● TASK MATERIAL
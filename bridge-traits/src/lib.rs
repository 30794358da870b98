//! # Host Bridge Traits
//!
//! Contract between the typed module bridge and the runtime that hosts it.
//!
//! ## Overview
//!
//! Application code never talks to native modules directly. It goes through a
//! host object that exposes three generic primitives:
//!
//! - `invokeModuleAsync(moduleName, method, ...args)` - request/response
//! - `addWebfModuleListener(moduleName, callback)` - module event channel
//! - `removeWebfModuleListener(moduleName)` - channel teardown
//!
//! This crate models that object as the [`ModuleHost`](host::ModuleHost) trait
//! and its discovery as [`HostLocator`](host::HostLocator). Each host
//! environment ships an implementation:
//!
//! | Environment | Implementation Crate | Host |
//! |-------------|---------------------|------|
//! | WebF (wasm32) | `bridge-wasm`     | `window.webf` / `webf` global |
//! | Native shells | `bridge-desktop`  | `InProcessHost` |
//!
//! ## Error Handling
//!
//! Host calls report failures of the call itself through
//! [`BridgeError`](error::BridgeError). Protocol-level outcomes (a module
//! answering `{ "type": "err" }`) are regular values and are normalized by
//! `core-bridge`.
//!
//! ## Thread Safety
//!
//! Native implementations must be `Send + Sync`; on `wasm32` the bounds are
//! lifted through [`PlatformSendSync`](platform::PlatformSendSync) because
//! JavaScript handles are single-threaded.

pub mod error;
pub mod host;
pub mod platform;
pub mod time;

pub use error::BridgeError;

// Re-export commonly used types
pub use host::{HostLocator, HostPrimitive, ModuleEvent, ModuleHost, StaticHostLocator};
pub use platform::{ModuleListener, PlatformSendSync};
pub use time::{ConsoleLogger, LogEntry, LogLevel, LoggerSink};
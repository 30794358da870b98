//! Invocation results and host response normalization.
//!
//! Hosts answer `invokeModuleAsync` with a tagged object:
//!
//! ```text
//! { "type": "ok",  "value": <T> }
//! { "type": "err", "message": <string> }
//! ```
//!
//! Nothing enforces that shape on the host side, so every response goes
//! through [`normalize_response`] before reaching typed code. Upper layers
//! only ever see [`InvocationResult`].

use serde::de::DeserializeOwned;
use serde_json::Value;
use tracing::warn;

/// Failure message used when the host sends `err` without a message.
pub const UNKNOWN_ERROR: &str = "Unknown error";

/// Failure message for responses outside the tagged protocol.
pub const INVALID_RESPONSE: &str = "Invalid response";

/// Normalized outcome of a module method call.
#[derive(Debug, Clone, PartialEq, Eq)]
pub enum InvocationResult<T> {
    Success(T),
    /// Human-readable reason, whatever shape the host used to report it.
    Failure(String),
}

impl<T> InvocationResult<T> {
    pub fn failure(message: impl Into<String>) -> Self {
        InvocationResult::Failure(message.into())
    }

    pub fn is_success(&self) -> bool {
        matches!(self, InvocationResult::Success(_))
    }

    pub fn is_failure(&self) -> bool {
        !self.is_success()
    }

    pub fn value(&self) -> Option<&T> {
        match self {
            InvocationResult::Success(value) => Some(value),
            InvocationResult::Failure(_) => None,
        }
    }

    pub fn error(&self) -> Option<&str> {
        match self {
            InvocationResult::Success(_) => None,
            InvocationResult::Failure(message) => Some(message),
        }
    }

    pub fn map<U, F: FnOnce(T) -> U>(self, f: F) -> InvocationResult<U> {
        match self {
            InvocationResult::Success(value) => InvocationResult::Success(f(value)),
            InvocationResult::Failure(message) => InvocationResult::Failure(message),
        }
    }

    pub fn into_result(self) -> Result<T, String> {
        self.into()
    }
}

impl<T> From<InvocationResult<T>> for Result<T, String> {
    fn from(result: InvocationResult<T>) -> Self {
        match result {
            InvocationResult::Success(value) => Ok(value),
            InvocationResult::Failure(message) => Err(message),
        }
    }
}

/// Map a raw host response onto the two recognized shapes.
///
/// A missing `value` on success is `null`, the JSON image of `undefined`.
/// A non-string `message` is rendered as JSON rather than discarded.
pub fn normalize_response(raw: Value) -> InvocationResult<Value> {
    let Value::Object(mut response) = raw else {
        return InvocationResult::failure(INVALID_RESPONSE);
    };

    match response.get("type").and_then(Value::as_str) {
        Some("ok") => InvocationResult::Success(response.remove("value").unwrap_or(Value::Null)),
        Some("err") => match response.remove("message") {
            None | Some(Value::Null) => InvocationResult::failure(UNKNOWN_ERROR),
            Some(Value::String(message)) => InvocationResult::Failure(message),
            Some(other) => InvocationResult::Failure(other.to_string()),
        },
        _ => InvocationResult::failure(INVALID_RESPONSE),
    }
}

/// Normalize and decode a raw host response into `T`.
///
/// A successful response whose value does not fit `T` is a protocol
/// violation and reported as [`INVALID_RESPONSE`].
pub fn decode_response<T: DeserializeOwned>(raw: Value) -> InvocationResult<T> {
    match normalize_response(raw) {
        InvocationResult::Success(value) => match serde_json::from_value(value) {
            Ok(decoded) => InvocationResult::Success(decoded),
            Err(err) => {
                warn!(
                    error = %err,
                    expected = std::any::type_name::<T>(),
                    "Host value does not match the declared return type"
                );
                InvocationResult::failure(INVALID_RESPONSE)
            }
        },
        InvocationResult::Failure(message) => InvocationResult::Failure(message),
    }
}
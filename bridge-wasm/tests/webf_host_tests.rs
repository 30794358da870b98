#![cfg(target_arch = "wasm32")]
//! Integration tests for the WebF host adapter
//!
//! Each test installs a fake `webf` global written in JavaScript and talks to
//! it through `WebfGlobalLocator`, exactly as the bridge does at runtime.

use std::cell::RefCell;
use std::rc::Rc;
use std::sync::Arc;

use bridge_traits::host::{HostLocator, HostPrimitive, ModuleEvent};
use bridge_wasm::{locate_webf, WebfGlobalLocator};
use serde_json::json;
use wasm_bindgen::JsValue;
use wasm_bindgen_test::*;

wasm_bindgen_test_configure!(run_in_browser);

fn run_js(body: &str) -> JsValue {
    js_sys::Function::new_no_args(body)
        .call0(&JsValue::NULL)
        .expect("script should run")
}

fn install_fake_webf() {
    run_js(
        r#"
        globalThis.webf = {
            listeners: {},
            invokeModuleAsync: async (module, method, ...args) => {
                if (method === 'explode') { throw new Error('bridge down'); }
                if (method === 'nothing') { return undefined; }
                return { type: 'ok', value: { module, method, args } };
            },
            addWebfModuleListener: (module, cb) => { globalThis.webf.listeners[module] = cb; },
            removeWebfModuleListener: (module) => { delete globalThis.webf.listeners[module]; },
        };
        "#,
    );
}

fn remove_fake_webf() {
    run_js("delete globalThis.webf;");
}

#[wasm_bindgen_test]
fn test_absent_host() {
    remove_fake_webf();
    assert!(locate_webf().is_none());
    assert!(WebfGlobalLocator.locate_host().is_none());
}

#[wasm_bindgen_test]
async fn test_invoke_round_trip() {
    install_fake_webf();
    let host = WebfGlobalLocator.locate_host().unwrap();
    assert!(host.supports(HostPrimitive::InvokeModuleAsync));

    let raw = host
        .invoke_module_async("Ble", "startScan", vec![json!({ "timeout": 5000 })])
        .await
        .unwrap();

    assert_eq!(
        raw,
        json!({
            "type": "ok",
            "value": { "module": "Ble", "method": "startScan", "args": [{ "timeout": 5000 }] }
        })
    );
    remove_fake_webf();
}

#[wasm_bindgen_test]
async fn test_undefined_response_is_null() {
    install_fake_webf();
    let host = WebfGlobalLocator.locate_host().unwrap();

    let raw = host.invoke_module_async("Ble", "nothing", vec![]).await.unwrap();
    assert_eq!(raw, serde_json::Value::Null);
    remove_fake_webf();
}

#[wasm_bindgen_test]
async fn test_rejection_is_a_transport_error() {
    install_fake_webf();
    let host = WebfGlobalLocator.locate_host().unwrap();

    let result = host.invoke_module_async("Ble", "explode", vec![]).await;
    let message = result.unwrap_err().to_string();
    assert!(message.contains("bridge down"));
    remove_fake_webf();
}

#[wasm_bindgen_test]
fn test_missing_primitive_is_reported() {
    run_js("globalThis.webf = {};");
    let host = WebfGlobalLocator.locate_host().unwrap();

    assert!(!host.supports(HostPrimitive::InvokeModuleAsync));
    assert!(!host.supports(HostPrimitive::AddModuleListener));
    remove_fake_webf();
}

#[wasm_bindgen_test]
fn test_listener_receives_module_events() {
    install_fake_webf();
    let host = WebfGlobalLocator.locate_host().unwrap();
    let received: Rc<RefCell<Vec<ModuleEvent>>> = Rc::new(RefCell::new(Vec::new()));
    let sink = Rc::clone(&received);

    host.add_module_listener(
        "Theme",
        Arc::new(move |event: ModuleEvent| sink.borrow_mut().push(event)),
    )
    .unwrap();

    run_js(
        r#"
        const cb = globalThis.webf.listeners['Theme'];
        cb({ type: 'themechange', detail: { theme: 'dark' } }, undefined);
        cb({ type: 'themechange' }, undefined);
        "#,
    );

    assert_eq!(
        *received.borrow(),
        vec![
            ModuleEvent::new("themechange", json!({ "theme": "dark" })),
            ModuleEvent::without_detail("themechange"),
        ]
    );

    host.remove_module_listener("Theme").unwrap();
    let still_registered = run_js("return 'Theme' in globalThis.webf.listeners;");
    assert_eq!(still_registered.as_bool(), Some(false));
    remove_fake_webf();
}

#[wasm_bindgen_test]
fn test_same_webf_object_yields_same_host() {
    install_fake_webf();
    let first = WebfGlobalLocator.locate_host().unwrap();
    let second = WebfGlobalLocator.locate_host().unwrap();
    assert!(Arc::ptr_eq(&first, &second));

    // a replaced global is a different host
    install_fake_webf();
    let third = WebfGlobalLocator.locate_host().unwrap();
    assert!(!Arc::ptr_eq(&first, &third));
    remove_fake_webf();
}
//! Generation pipeline — mask → solve → render → write, for one request.
//!
//! Runs synchronously inside the worker pool and takes only the request's own fields,
//! so nothing here touches the job store. Every failure comes back as a
//! `GenerationError`; the orchestrator records it on the job.

use std::path::Path;
use std::sync::Arc;

use tracing::{debug, info};

use crate::errors::GenerationError;
use crate::models::puzzle::PuzzleRequest;
use crate::puzzle::solver::SolverError;
use crate::puzzle::{Mask, SolveInput, SolvedGrid, Solver};
use crate::render::{render_puzzle_page, render_solution_page, HighlightPalette, SvgDocument};

pub const PUZZLE_FILE: &str = "puzzle.svg";
pub const SOLUTION_FILE: &str = "puzzleS.svg";

/// Both pages for one solved puzzle.
#[derive(Debug, Clone)]
pub struct RenderedPuzzle {
    pub solved: SolvedGrid,
    pub puzzle: SvgDocument,
    pub solution: SvgDocument,
}

/// Solver plus highlight palette, shared by every job.
#[derive(Clone)]
pub struct PuzzleGenerator {
    solver: Arc<dyn Solver>,
    palette: Arc<dyn HighlightPalette>,
}

impl PuzzleGenerator {
    pub fn new(solver: Arc<dyn Solver>, palette: Arc<dyn HighlightPalette>) -> Self {
        Self { solver, palette }
    }

    /// Builds the mask, solves, and renders both pages. `request` must be normalized.
    pub fn generate(&self, request: &PuzzleRequest) -> Result<RenderedPuzzle, GenerationError> {
        let n = request.size;
        let mask_type = request.mask();
        let mask = Mask::new(n, n, mask_type);
        debug!(size = n, mask = %mask_type, blocked = mask.blocked_count(), "Mask built");

        let solved = self.solver.solve(&SolveInput {
            nrows: n,
            ncols: n,
            words: &request.wordlist,
            allow_backwards: request.allow_backwards,
            mask: &mask,
        })?;

        if let Some(missing) = request
            .wordlist
            .iter()
            .find(|w| !solved.placements.contains_key(w.as_str()))
        {
            return Err(SolverError::MissingPlacement {
                word: missing.clone(),
            }
            .into());
        }

        let puzzle = render_puzzle_page(
            &solved.grid,
            &request.wordlist,
            mask_type,
            request.page_number.as_deref(),
        );
        let solution = render_solution_page(
            &solved.grid,
            &solved.placements,
            mask_type,
            self.palette.as_ref(),
        );

        Ok(RenderedPuzzle {
            solved,
            puzzle,
            solution,
        })
    }

    /// Generates and writes `puzzle.svg` and `puzzleS.svg` into `dir`, which must exist.
    pub fn generate_into(
        &self,
        request: &PuzzleRequest,
        dir: &Path,
    ) -> Result<RenderedPuzzle, GenerationError> {
        let rendered = self.generate(request)?;
        write_artifacts(dir, &rendered)?;
        info!(
            dir = %dir.display(),
            size = request.size,
            words = rendered.solved.placements.len(),
            mask = %request.mask(),
            "Puzzle documents written"
        );
        debug!("Solved grid:\n{}", rendered.solved.grid.to_text());
        Ok(rendered)
    }
}

pub fn write_artifacts(dir: &Path, rendered: &RenderedPuzzle) -> Result<(), GenerationError> {
    std::fs::write(dir.join(PUZZLE_FILE), rendered.puzzle.to_string())?;
    std::fs::write(dir.join(SOLUTION_FILE), rendered.solution.to_string())?;
    Ok(())
}

#[cfg(test)]
mod tests {
    use super::*;
    use crate::models::puzzle::MaskType;
    use crate::puzzle::grid::{Cell, Grid};
    use crate::puzzle::RandomPlacementSolver;
    use crate::render::palette::FixedPalette;
    use crate::render::svg::Rgb;

    struct NoWordsSolver;

    impl Solver for NoWordsSolver {
        fn solve(&self, input: &SolveInput<'_>) -> Result<SolvedGrid, SolverError> {
            Ok(SolvedGrid {
                grid: Grid::from_rows(vec![
                    vec![Cell::Letter('Z'); input.ncols];
                    input.nrows
                ]),
                placements: Default::default(),
            })
        }
    }

    fn generator() -> PuzzleGenerator {
        PuzzleGenerator::new(
            Arc::new(RandomPlacementSolver::default().with_seed(11)),
            Arc::new(FixedPalette(Rgb(255, 255, 0))),
        )
    }

    fn request(list: &[&str], size: usize) -> PuzzleRequest {
        PuzzleRequest::new(list.iter().map(|s| s.to_string()).collect(), size)
            .normalize()
            .unwrap()
    }

    #[test]
    fn test_cat_dog_on_5x5() {
        let rendered = generator().generate(&request(&["cat", "dog"], 5)).unwrap();
        assert_eq!(rendered.solved.grid.nrows(), 5);
        assert_eq!(rendered.solved.placements.len(), 2);
        assert!(rendered.solved.placements.contains_key("CAT"));
        assert!(rendered.solved.placements.contains_key("DOG"));
        assert_eq!(rendered.solution.width, 5 * 40 + 40);

        let puzzle_svg = rendered.puzzle.to_string();
        assert!(puzzle_svg.contains(">CAT</text>"));
        assert!(puzzle_svg.contains(">DOG</text>"));
        assert!(puzzle_svg.contains(">HIDDEN WORDS</text>"));
    }

    #[test]
    fn test_circle_mask_flows_to_both_pages() {
        let mut req = request(&["SUN", "SKY"], 9);
        req.mask_type = Some(MaskType::Circle);
        let rendered = generator().generate(&req).unwrap();
        assert!(rendered.puzzle.to_string().contains("<circle"));
        assert!(rendered.solution.to_string().contains("<circle"));
    }

    #[test]
    fn test_unplaceable_word_is_solver_failure() {
        let err = generator()
            .generate(&request(&["ABCDEFGHIJ"], 4))
            .unwrap_err();
        assert!(matches!(
            err,
            GenerationError::SolverFailure(SolverError::NoPlacement { .. })
        ));
    }

    #[test]
    fn test_incomplete_solver_output_rejected() {
        let generator = PuzzleGenerator::new(
            Arc::new(NoWordsSolver),
            Arc::new(FixedPalette(Rgb(0, 0, 0))),
        );
        let err = generator.generate(&request(&["CAT"], 5)).unwrap_err();
        assert!(matches!(
            err,
            GenerationError::SolverFailure(SolverError::MissingPlacement { .. })
        ));
    }

    #[test]
    fn test_generate_into_writes_both_files() {
        let dir = tempfile::tempdir().unwrap();
        generator()
            .generate_into(&request(&["CAT", "DOG"], 5), dir.path())
            .unwrap();
        let puzzle = std::fs::read_to_string(dir.path().join(PUZZLE_FILE)).unwrap();
        let solution = std::fs::read_to_string(dir.path().join(SOLUTION_FILE)).unwrap();
        assert!(puzzle.starts_with("<?xml"));
        assert!(solution.contains("rgb(255,255,0)"));
    }

    #[test]
    fn test_missing_directory_is_io_error() {
        let dir = tempfile::tempdir().unwrap();
        let gone = dir.path().join("deleted");
        let err = generator()
            .generate_into(&request(&["CAT"], 5), &gone)
            .unwrap_err();
        assert!(matches!(err, GenerationError::Io(_)));
    }
}
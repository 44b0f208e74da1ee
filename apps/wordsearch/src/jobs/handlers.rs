use axum::{
    extract::{Path, State},
    Json,
};
use serde_json::{json, Value};
use uuid::Uuid;

use crate::errors::AppError;
use crate::jobs::orchestrator::{DeleteOutcome, JobLookup, SubmitResponse};
use crate::models::puzzle::PuzzleRequest;
use crate::state::AppState;

/// POST /generate
pub async fn handle_generate(
    State(state): State<AppState>,
    Json(req): Json<PuzzleRequest>,
) -> Result<Json<SubmitResponse>, AppError> {
    let response = state.orchestrator.submit(req).await?;
    Ok(Json(response))
}

/// GET /status/:job_id
///
/// Unknown ids, including ones that are not UUIDs, answer `{"status": "not_found"}`.
pub async fn handle_status(
    State(state): State<AppState>,
    Path(job_id): Path<String>,
) -> Result<Json<Value>, AppError> {
    let Ok(id) = Uuid::parse_str(&job_id) else {
        return Ok(Json(not_found()));
    };
    match state.orchestrator.get_status(id).await {
        JobLookup::Found(job) => Ok(Json(
            serde_json::to_value(job).map_err(anyhow::Error::from)?,
        )),
        JobLookup::NotFound => Ok(Json(not_found())),
    }
}

/// DELETE /jobs/:job_id
pub async fn handle_delete(
    State(state): State<AppState>,
    Path(job_id): Path<String>,
) -> Json<DeleteOutcome> {
    let outcome = match Uuid::parse_str(&job_id) {
        Ok(id) => state.orchestrator.delete(id).await,
        Err(_) => DeleteOutcome::NotFound,
    };
    Json(outcome)
}

fn not_found() -> Value {
    json!({ "status": "not_found" })
}
pub mod health;

use axum::{
    http::Uri,
    routing::{delete, get, post},
    Router,
};
use tower_http::services::ServeDir;

use crate::errors::AppError;
use crate::jobs::handlers;
use crate::state::AppState;

async fn route_not_found(uri: Uri) -> AppError {
    AppError::NotFound(format!("No route for {}", uri.path()))
}

pub fn build_router(state: AppState) -> Router {
    let artifacts = ServeDir::new(&state.config.output_dir);

    Router::new()
        .route("/health", get(health::health_handler))
        // Puzzle jobs
        .route("/generate", post(handlers::handle_generate))
        .route("/status/:job_id", get(handlers::handle_status))
        .route("/jobs/:job_id", delete(handlers::handle_delete))
        // Rendered documents: /output/puzzles/{job_id}/puzzle.svg and puzzleS.svg
        .nest_service("/output", artifacts)
        .fallback(route_not_found)
        .with_state(state)
}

● WORK REQUEST
Using the data above, repeat exactly the lines that begin at the line with "assert_eq!(still_registered.as_bool(), Some(false));" and end at the line with "Runs synchronously inside", both ends included.

● YOUR SOLUTION
    assert_eq!(still_registered.as_bool(), Some(false));
    remove_fake_webf();
}

#[wasm_bindgen_test]
fn test_same_webf_object_yields_same_host() {
    install_fake_webf();
    let first = WebfGlobalLocator.locate_host().unwrap();
    let second = WebfGlobalLocator.locate_host().unwrap();
    assert!(Arc::ptr_eq(&first, &second));

    // a replaced global is a different host
    install_fake_webf();
    let third = WebfGlobalLocator.locate_host().unwrap();
    assert!(!Arc::ptr_eq(&first, &third));
    remove_fake_webf();
}
//! Generation pipeline — mask → solve → render → write, for one request.
//!
//! Runs synchronously inside the worker pool and takes only the request's own fields,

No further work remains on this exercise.